After meeting with oldman Nodar, the guys meet with small black-haired Manana, a local girl. Petrov and Vasechkin begin to behave as investigators, questioning her, if anyone has offended her, and as a result get acquainted with the grandmother of the girl, a lonely woman who immediately gives the work to the children. Together with Manana, Vasechkin goes for water, but on the way back he encounters the cow of Manana, and, taking it for a wild bull, fights with it, but eventually runs away and climbs up a tree. Together with Manana, they are found by Petrov and grandmother.

Further, Petrov and Vasechkin see mountains and climbers descending down the rope. One of the climbers explains to the guys that at the top of the mountain grows edelweiss, which according to tradition is given only to a beautiful woman. The guys had an idea to give edelweiss to Masha Startseva, and Vasechkin goes for the flower, but never reaches it.
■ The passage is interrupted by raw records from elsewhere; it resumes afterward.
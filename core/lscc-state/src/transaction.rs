//! Transaction data type (spec section 3).

use lscc_core::canonical_encode;
use serde::{Deserialize, Serialize};

/// Hex-encoded transaction id, derived from a content hash.
pub type TxId = String;

/// `regular` transactions are routed entirely within one shard; `cross_shard`
/// ones have a sender and receiver that hash to different shards.
#[derive(Debug, Clone, Copy, PartialEq, Eq, Serialize, Deserialize)]
pub enum TxType {
    Regular,
    CrossShard,
}

/// A submitted transaction.
///
/// `shard_id` starts unset (`None`) and is assigned exactly once at
/// admission, per the invariant `shard_id = H(sender) mod n_shards`.
#[derive(Debug, Clone, PartialEq, Serialize, Deserialize)]
pub struct Transaction {
    pub id: TxId,
    pub sender: String,
    pub receiver: String,
    pub amount: u64,
    pub fee: u64,
    pub nonce: u64,
    pub signature: Vec<u8>,
    pub timestamp: u64,
    pub shard_id: Option<u32>,
    pub tx_type: TxType,
    pub payload: Vec<u8>,
}

/// Fields that go into a transaction's content hash. Kept separate from
/// `Transaction` so the id can be computed before the id field itself
/// exists.
#[derive(Serialize)]
struct TxContent<'a> {
    sender: &'a str,
    receiver: &'a str,
    amount: u64,
    fee: u64,
    nonce: u64,
    payload: &'a [u8],
    timestamp: u64,
}

impl Transaction {
    /// Build a new, unrouted transaction with a freshly derived id.
    pub fn new(
        sender: String,
        receiver: String,
        amount: u64,
        fee: u64,
        nonce: u64,
        signature: Vec<u8>,
        timestamp: u64,
        payload: Vec<u8>,
    ) -> Self {
        let id = Self::derive_id(&sender, &receiver, amount, fee, nonce, &payload, timestamp);
        Self {
            id,
            sender,
            receiver,
            amount,
            fee,
            nonce,
            signature,
            timestamp,
            shard_id: None,
            tx_type: TxType::Regular,
            payload,
        }
    }

    /// Deterministic content hash used as the transaction id (section 3,
    /// resolved concretely by SPEC_FULL.md): BLAKE3 over the
    /// canonical-encoded content fields, hex-encoded.
    fn derive_id(
        sender: &str,
        receiver: &str,
        amount: u64,
        fee: u64,
        nonce: u64,
        payload: &[u8],
        timestamp: u64,
    ) -> TxId {
        let content = TxContent {
            sender,
            receiver,
            amount,
            fee,
            nonce,
            payload,
            timestamp,
        };
        let bytes = canonical_encode(&content);
        hex::encode(blake3::hash(&bytes).as_bytes())
    }

    /// `true` once the routing invariant has assigned a home shard.
    pub fn is_routed(&self) -> bool {
        self.shard_id.is_some()
    }
}

#[cfg(test)]
mod tests {
    use super::*;

    #[test]
    fn id_is_deterministic_over_content() {
        let a = Transaction::new(
            "alice".into(),
            "bob".into(),
            100,
            5,
            1,
            vec![1, 2, 3],
            1000,
            vec![],
        );
        let b = Transaction::new(
            "alice".into(),
            "bob".into(),
            100,
            5,
            1,
            vec![9, 9, 9], // signature doesn't affect the content hash
            1000,
            vec![],
        );
        assert_eq!(a.id, b.id);
    }

    #[test]
    fn id_changes_with_content() {
        let a = Transaction::new("alice".into(), "bob".into(), 100, 5, 1, vec![], 1000, vec![]);
        let b = Transaction::new("alice".into(), "bob".into(), 101, 5, 1, vec![], 1000, vec![]);
        assert_ne!(a.id, b.id);
    }
}
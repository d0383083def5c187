//! Canonical encoding used for content hashes (transaction/block ids) and
//! for the storage keyspace's values.

use serde::Serialize;

/// Encode `value` with `bincode`, the workspace's canonical wire/storage
/// format (matching the teacher crates' use of `bincode` throughout).
pub fn canonical_encode<T: Serialize>(value: &T) -> Vec<u8> {
    bincode::serialize(value).expect("canonical encoding never fails for workspace types")
}
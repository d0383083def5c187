//! Validator data type (spec section 3).

use serde::{Deserialize, Serialize};

#[derive(Debug, Clone, Copy, PartialEq, Eq, Serialize, Deserialize)]
pub enum ValidatorStatus {
    Active,
    Inactive,
}

/// A validator belongs to exactly one shard (section 3 invariant);
/// reassignment happens only through the rebalancer in `lscc-shard`.
#[derive(Debug, Clone, PartialEq, Serialize, Deserialize)]
pub struct Validator {
    pub address: String,
    pub public_key: Vec<u8>,
    pub stake: u64,
    pub shard_id: u32,
    pub status: ValidatorStatus,
    pub last_active: u64,
}

impl Validator {
    pub fn new(address: String, public_key: Vec<u8>, stake: u64, shard_id: u32, now: u64) -> Self {
        Self {
            address,
            public_key,
            stake,
            shard_id,
            status: ValidatorStatus::Active,
            last_active: now,
        }
    }

    pub fn is_active(&self) -> bool {
        matches!(self.status, ValidatorStatus::Active)
    }
}
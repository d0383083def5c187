//! Cross-shard communicator: routing table, per-shard inboxes, relay
//! dispatch, conflict resolution, and sync, tied together (spec section
//! 4.3).

use crate::conflict::ConflictResolver;
use crate::errors::RoutingError;
use crate::message::{CrossShardMessage, DeliveryStatus, MessageBody};
use crate::metrics::CommunicatorMetrics;
use crate::relay::RelayNode;
use crate::route::RoutingTable;
use crate::sync::SyncManager;
use lscc_core::clock::Clock;
use lscc_shard::{CrossShardEnvelope, CrossShardRouter, RouteOutcome, ShardView};
use parking_lot::Mutex;
use std::collections::{HashMap, VecDeque};
use std::sync::Arc;
use tracing::{debug, warn};

pub struct CommunicatorConfig {
    pub inbox_capacity: usize,
    pub relay_buffer_size: usize,
    pub max_retries: u32,
}

impl Default for CommunicatorConfig {
    fn default() -> Self {
        Self {
            inbox_capacity: 100,
            relay_buffer_size: 1000,
            max_retries: 3,
        }
    }
}

pub struct CrossShardCommunicator {
    shards: HashMap<u32, Arc<dyn ShardView>>,
    inboxes: HashMap<u32, Mutex<VecDeque<CrossShardMessage>>>,
    routing_table: RoutingTable,
    relay_nodes: Vec<RelayNode>,
    retry_queue: Mutex<VecDeque<CrossShardMessage>>,
    conflict_resolver: Mutex<ConflictResolver>,
    sync_manager: Mutex<SyncManager>,
    config: CommunicatorConfig,
    clock: Arc<dyn Clock>,
    metrics: Option<Arc<CommunicatorMetrics>>,
}

impl CrossShardCommunicator {
    pub fn new(
        shards: HashMap<u32, Arc<dyn ShardView>>,
        config: CommunicatorConfig,
        clock: Arc<dyn Clock>,
        metrics: Option<Arc<CommunicatorMetrics>>,
    ) -> Self {
        let inboxes = shards.keys().map(|id| (*id, Mutex::new(VecDeque::new()))).collect();
        // One relay node per shard (spec section 4.3, "Per-shard inbox").
        let relay_nodes = shards
            .keys()
            .map(|id| RelayNode::new(*id, config.relay_buffer_size))
            .collect();
        Self {
            shards,
            inboxes,
            routing_table: RoutingTable::new(config.inbox_capacity as u32),
            relay_nodes,
            retry_queue: Mutex::new(VecDeque::new()),
            conflict_resolver: Mutex::new(ConflictResolver::new()),
            sync_manager: Mutex::new(SyncManager::new(config.max_retries)),
            config,
            clock,
            metrics,
        }
    }

    pub fn add_relay(&mut self, id: u32) {
        if self.relay_nodes.iter().any(|r| r.id == id) {
            return;
        }
        self.relay_nodes.push(RelayNode::new(id, self.config.relay_buffer_size));
    }

    pub fn relay_nodes(&self) -> &[RelayNode] {
        &self.relay_nodes
    }

    pub fn routing_table(&self) -> &RoutingTable {
        &self.routing_table
    }

    pub fn conflict_resolver(&self) -> &Mutex<ConflictResolver> {
        &self.conflict_resolver
    }

    pub fn sync_manager(&self) -> &Mutex<SyncManager> {
        &self.sync_manager
    }

    pub fn retry_queue_len(&self) -> usize {
        self.retry_queue.lock().len()
    }

    pub fn inbox_len(&self, shard_id: u32) -> usize {
        self.inboxes.get(&shard_id).map(|q| q.lock().len()).unwrap_or(0)
    }

    /// `Send(msg)` (spec section 4.3): choose a route, then either write
    /// directly into the target's inbox or append to a relay's outbox.
    pub fn send(&self, message: CrossShardMessage) -> Result<DeliveryStatus, RoutingError> {
        if !self.shards.contains_key(&message.to_shard) {
            return Err(RoutingError::NoRoute);
        }

        let now = self.clock.now_secs();
        let route = self.routing_table.find_route(message.from_shard, message.to_shard, now);

        if route.relays.is_empty() {
            self.direct_send(message)
        } else {
            let relay_id = route.relays[0];
            self.relay_send(relay_id, message)
        }
    }

    fn direct_send(&self, message: CrossShardMessage) -> Result<DeliveryStatus, RoutingError> {
        let inbox = self
            .inboxes
            .get(&message.to_shard)
            .ok_or(RoutingError::NoRoute)?;
        let mut queue = inbox.lock();
        if queue.len() >= self.config.inbox_capacity {
            drop(queue);
            self.retry_queue.lock().push_back(message);
            self.record("queued_for_retry");
            return Err(RoutingError::QueueFull);
        }
        queue.push_back(message);
        self.record("queued");
        Ok(DeliveryStatus::Queued)
    }

    fn relay_send(&self, relay_id: u32, message: CrossShardMessage) -> Result<DeliveryStatus, RoutingError> {
        let relay = self
            .relay_nodes
            .iter()
            .find(|r| r.id == relay_id)
            .ok_or(RoutingError::NoRoute)?;
        if relay.enqueue(message) {
            self.record("queued");
            Ok(DeliveryStatus::Queued)
        } else {
            self.record("relay_busy");
            Err(RoutingError::RelayBusy)
        }
    }

    /// Drain the retry queue, re-attempting direct delivery for each
    /// (spec section 8, seed scenario 5).
    pub fn run_retry_tick(&self) {
        let pending: Vec<CrossShardMessage> = {
            let mut queue = self.retry_queue.lock();
            queue.drain(..).collect()
        };
        for message in pending {
            if let Err(RoutingError::QueueFull) = self.direct_send(message) {
                // stays in the retry queue via direct_send's own push
            }
        }
    }

    /// Relay dispatch tick: drain each relay's outbox, attempting direct
    /// delivery to the destination inbox (spec section 4.3, "Relay
    /// dispatch").
    pub fn run_relay_tick(&self) {
        for relay in &self.relay_nodes {
            relay.dispatch_tick(|message| {
                let inbox = match self.inboxes.get(&message.to_shard) {
                    Some(inbox) => inbox,
                    None => return false,
                };
                let mut queue = inbox.lock();
                if queue.len() >= self.config.inbox_capacity {
                    return false;
                }
                queue.push_back(message.clone());
                true
            });
        }
    }

    /// Dispatch queued inbox entries for `shard_id` to the owning
    /// shard's `ShardView`, by message type (spec section 4.3, "Message
    /// handling").
    pub fn dispatch_inbox(&self, shard_id: u32) -> usize {
        let Some(inbox) = self.inboxes.get(&shard_id) else { return 0 };
        let Some(shard) = self.shards.get(&shard_id) else { return 0 };

        let batch: Vec<CrossShardMessage> = {
            let mut queue = inbox.lock();
            queue.drain(..).collect()
        };

        let mut dispatched = 0;
        for message in batch {
            let now = self.clock.now_secs();
            match message.body {
                MessageBody::Transaction(tx) => {
                    if shard.add_transaction(tx).is_ok() {
                        dispatched += 1;
                        self.record("delivered");
                    } else {
                        warn!(shard_id, "failed to admit cross-shard transaction");
                    }
                }
                MessageBody::Block(block) => {
                    if shard.add_block(block).is_ok() {
                        dispatched += 1;
                        self.record("delivered");
                    }
                }
                MessageBody::Sync { from_height, to_height } => {
                    let mut sync_manager = self.sync_manager.lock();
                    sync_manager.submit(crate::sync::SyncRequest::new(
                        message.id.clone(),
                        shard_id,
                        from_height,
                        to_height,
                        now,
                    ));
                    dispatched += 1;
                }
                MessageBody::Validation(_) => {
                    debug!(shard_id, "validation request enqueued");
                    dispatched += 1;
                }
            }
        }
        dispatched
    }

    fn record(&self, outcome: &str) {
        if let Some(m) = &self.metrics {
            m.record_message(outcome);
        }
    }
}

impl CrossShardRouter for CrossShardCommunicator {
    fn route(&self, envelope: CrossShardEnvelope) -> RouteOutcome {
        let message = CrossShardMessage::new(
            envelope.message_id,
            envelope.from_shard,
            envelope.to_shard,
            MessageBody::Transaction(envelope.transaction),
            self.clock.now_secs(),
        );
        match self.send(message) {
            Ok(_) => RouteOutcome::Delivered,
            Err(_) => RouteOutcome::QueuedForRetry,
        }
    }
}
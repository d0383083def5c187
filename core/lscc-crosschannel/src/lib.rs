//! Cross-shard communication: routing, relay dispatch, validation, sync,
//! and conflict resolution between shards (spec section 4.3).
//!
//! `lscc-shard` defines the narrow `CrossShardRouter` seam it depends on;
//! this crate implements it for `CrossShardCommunicator` so the two
//! crates never form a cycle (design note, section 9).

pub mod communicator;
pub mod conflict;
pub mod errors;
pub mod message;
pub mod metrics;
pub mod relay;
pub mod route;
pub mod sync;
pub mod validation;

pub use communicator::{CommunicatorConfig, CrossShardCommunicator};
pub use conflict::{Conflict, ConflictResolver, ConflictType, ConflictingEntry, Resolution};
pub use errors::{RoutingError, RoutingResult, ValidationError, ValidationResult};
pub use message::{CrossShardMessage, DeliveryStatus, MessageBody};
pub use metrics::CommunicatorMetrics;
pub use relay::RelayNode;
pub use route::{PriorityBand, Route, RoutingTable};
pub use sync::{SyncManager, SyncRequest, SyncState};
pub use validation::{validate, ValidationRequest};
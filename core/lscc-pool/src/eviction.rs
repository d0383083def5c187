//! Retention-window eviction of confirmed transactions (spec section 4.2:
//! "Cleanup worker" -- evict confirmed entries older than the retention
//! window, 24 hours by default).

/// Default retention window for confirmed entries, in seconds.
pub const DEFAULT_RETENTION_SECS: u64 = 24 * 60 * 60;

/// `true` if an entry confirmed at `confirmed_at` should be aged out given
/// the current time and retention window.
pub fn should_evict(confirmed_at: u64, now: u64, retention_secs: u64) -> bool {
    now.saturating_sub(confirmed_at) > retention_secs
}

#[cfg(test)]
mod tests {
    use super::*;

    #[test]
    fn entries_within_window_are_kept() {
        assert!(!should_evict(1_000, 1_000 + DEFAULT_RETENTION_SECS - 1, DEFAULT_RETENTION_SECS));
    }

    #[test]
    fn entries_past_window_are_evicted() {
        assert!(should_evict(1_000, 1_000 + DEFAULT_RETENTION_SECS + 1, DEFAULT_RETENTION_SECS));
    }
}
The climbers invite the guys to their lodgings for the night, and by the fire Vasechkin sings a song. During the performance, Vasechkin imagines a duel between Gus and Vasechkin for Masha, where Vasechkin receives a mortal wound, and Masha comes to mourn him. In the meantime, Inna Andreevna and Masha tearfully worries about the guys. And Masha imagines a similar duel between Goose and Vasechkin, but in her imagination she comes running and covers Vasechkin with her body, and receives a mortal wound - respectively, they lament her now.

In the morning Petrov ascends to the top of the mountain, takes the edelweiss and puts it in the tent. Eventually, Inna Andreevna, Masha and Goose find the tent with Petrov and Vasechkin, and before returning to the camp, Petrov gives Masha the flower.

== Cast ==
- Egor Druzhinin - Petya Vasechkin
- Dmitry Barkov - Vasya Petrov
- Boris Yanovsky - Anton
- Gogi Zambahidze - Artem
- Inna Alenikova - Inna Andreevna
- Inga Ilm - Masha Startseva
- Mikhail Salov - Alik
- Alexey Isaev - Lyosha Sidorov
- Anastasia Ulanova - Anka
- Natalia Kazakevich - Dasha
- Elena Delibash - Olya Dobkina
- Alexandra Kamona - Olya Bobkina
- Alexander Varakin - hooligan "Goose"
- Filipp Alenikov - Filipp
- Vladimir Shapovalov - Red
- Tamuna Beridze - Manana
- Sofiko Chiaureli - grandmother of Manana
- Irakli Uchaneyshvili - grandfather of Nodar
- Arkady Shalolashvili - shepherd
- Oleksiy Gorbunov - climber

==Production==
The introduction was filmed after the completion of all filming by a large margin, so all the children either look older, or wear quite different hairstyles. According to unconfirmed reports, Alennikov had to finish these episodes, because the art council of Goskino rejected the whole first part, considering it an indigestible satire, and therefore he decided to make more references to the original play.